All deaths are significant, those of animals (beloved or not) no less than those of humans. The fact of death is most commonly present to us as the loss of a single creature out of the aggregate of those present to us. It is this singleness that most discloses to us the mystery of the abundance of God, at whose heart is the blink of an eye and a vanishing. Murphy died in Kathleen’s arms without struggle and apparently without pain. It was as though a wind passed over him and he was gone.
He came to be called Murphy by an agreement of sorts. Kathleen had lost another beloved dog in early 2001. At that point in our relationship we commuted back and forth across the distance between Iowa City, where Kathleen was a professor at the University, and Denton, Texas, where I was beginning my final year of service before retirement from UNT. We planned marriage but had not yet done the deed.
Kathleen called me from a conference in Washington D. C. in late May that year to tell me that she had found a new dog. She described him to me and asked, “Can I keep him?” The question was pro forma, and I knew it. We were pretty sure of one another then. So I answered her question with a question. “What’s his name?” I asked. “Murphy,” she replied. He has been my constant companion since we all moved in together in late August, 2002. Here’s one of my favorite pictures of him perched on the bed in our bedroom.
Murphy had failed at the dog show game. His legs were too long. He had raccoon eyes. But he was built like a whippet and could run like one too. Besides a walk he had three gaits. He could leap into a full-out sprint off the back porch to chase a squirrel. He never caught one, but I was pretty sure he could have done but that the short distance between the porch and the back fence in our tiny city backyard didn’t allow him to get quite up to speed.

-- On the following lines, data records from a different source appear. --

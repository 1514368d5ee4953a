//! Pricing route handlers

use axum::{
    extract::{Path, Query, State},
    http::StatusCode,
    routing::{get, post, put},
    Json, Router,
};
use chrono::Utc;
use uuid::Uuid;

use crate::error::Result;
use crate::AppState;

use super::models::{PriceTarget, PriceTier};
use super::requests::{PreviewQuery, QuoteRequest, TierRequest, UpdateRateRequest};
use super::responses::{PreviewResponse, PriceResponse, QuoteResponse};
use super::services;

pub fn router() -> Router<AppState> {
    Router::new()
        .route("/api/rooms/:room_id/price-preview", get(price_preview))
        .route("/api/rooms/:room_id/quote", post(quote))
        .route("/api/rooms/:room_id/rate", post(update_room_rate))
        .route("/api/upgrades/:upgrade_id/rate", post(update_upgrade_rate))
        .route("/api/prices/:price_id/tiers", get(list_tiers).post(create_tier))
        .route("/api/tiers/:tier_id", put(update_tier).delete(delete_tier))
}

/// Durations table for the booking form
pub async fn price_preview(
    State(state): State<AppState>,
    Path(room_id): Path<Uuid>,
    Query(query): Query<PreviewQuery>,
) -> Result<Json<PreviewResponse>> {
    let at = query.as_of.unwrap_or_else(Utc::now);
    let result = services::preview(state.store.as_ref(), &state.cache, room_id, at).await?;
    Ok(Json(result.into()))
}

pub async fn quote(
    State(state): State<AppState>,
    Path(room_id): Path<Uuid>,
    Json(req): Json<QuoteRequest>,
) -> Result<Json<QuoteResponse>> {
    let at = req.as_of.unwrap_or_else(Utc::now);
    let result = services::quote(
        state.store.as_ref(),
        &state.cache,
        room_id,
        req.duration_minutes,
        at,
    )
    .await?;
    Ok(Json(result.into()))
}

pub async fn update_room_rate(
    State(state): State<AppState>,
    Path(room_id): Path<Uuid>,
    Json(req): Json<UpdateRateRequest>,
) -> Result<(StatusCode, Json<PriceResponse>)> {
    set_rate(&state, PriceTarget::Room(room_id), req).await
}

pub async fn update_upgrade_rate(
    State(state): State<AppState>,
    Path(upgrade_id): Path<Uuid>,
    Json(req): Json<UpdateRateRequest>,
) -> Result<(StatusCode, Json<PriceResponse>)> {
    set_rate(&state, PriceTarget::Upgrade(upgrade_id), req).await
}

async fn set_rate(
    state: &AppState,
    target: PriceTarget,
    req: UpdateRateRequest,
) -> Result<(StatusCode, Json<PriceResponse>)> {
    let valid_from = req.valid_from.unwrap_or_else(Utc::now);
    let price = services::update_rate(state.store.as_ref(), target, req.rate, valid_from).await?;
    Ok((StatusCode::CREATED, Json(price.into())))
}

pub async fn list_tiers(
    State(state): State<AppState>,
    Path(price_id): Path<Uuid>,
) -> Result<Json<Vec<PriceTier>>> {
    let tiers = services::list_tiers(state.store.as_ref(), price_id).await?;
    Ok(Json(tiers))
}

pub async fn create_tier(
    State(state): State<AppState>,
    Path(price_id): Path<Uuid>,
    Json(req): Json<TierRequest>,
) -> Result<(StatusCode, Json<PriceTier>)> {
    let tier =
        services::create_tier(state.store.as_ref(), &state.cache, price_id, req.into()).await?;
    Ok((StatusCode::CREATED, Json(tier)))
}

pub async fn update_tier(
    State(state): State<AppState>,
    Path(tier_id): Path<Uuid>,
    Json(req): Json<TierRequest>,
) -> Result<Json<PriceTier>> {
    let tier =
        services::update_tier(state.store.as_ref(), &state.cache, tier_id, req.into()).await?;
    Ok(Json(tier))
}

pub async fn delete_tier(
    State(state): State<AppState>,
    Path(tier_id): Path<Uuid>,
) -> Result<StatusCode> {
    services::delete_tier(state.store.as_ref(), &state.cache, tier_id).await?;
    Ok(StatusCode::NO_CONTENT)
}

He had a jaunty, devil-may-care trot too, that he usually adopted on the leash, but he revealed his true nature when he had a big space to run in. Our friend, Leslie, has a large (and beautiful) backyard in Iowa City, a bit like a second home to us and to Murphy. Countless times I have watched him, when we would arrive for a visit, sprint down the two-story back stairs with an abandon almost painful to see and race around and around Leslie’s yard, running by the fence at the perimeter, quickly settling into a long, soaring lope that he seemed to be able to continue almost indefinitely.
I shall not lack for good memories of Murphy to stand against the memory of the last illness that sapped his life. Among them will be the memory of his bony back against mine in the bed at night and the way he worked the room when we had guests. But since he has now entered the realm of my memories and those of others who knew him and with whom he shared his life, there is another sort of memory I want to memorialize.
We are told that dogs study us; study, particularly, our faces. I have watched Murphy study me for a sum of hours over the years and thought I could see in those raccoon eyes a thing worth my study as well. I speak now not of a study like the study of books or languages or science, but of something far more profound and unsentimental. Here are some lines about it that I found in Rilke’s Eighth Duino Elegy and made into a poem for him at the time I first realized Murphy had joined me in the community of aging. I close with them.
For Murphy, Growing Old
With all its eyes creation sees
an open space. Only our eyes invert,
entrap, surround free beings as they emerge.
What is outside, we know only from the gaze
of animals; already as young children we are
turned around, constrained to see backwards
to live among objects not in the open, which
in animal faces is so deep. Free from death
(only we see that) the animal has its demise
continually behind it and God before, perhaps—
the movement of its being wells up like a spring,
already in eternity.
Murphy Farrell/Long (December 12, 2000—July 28, 2014) RIP.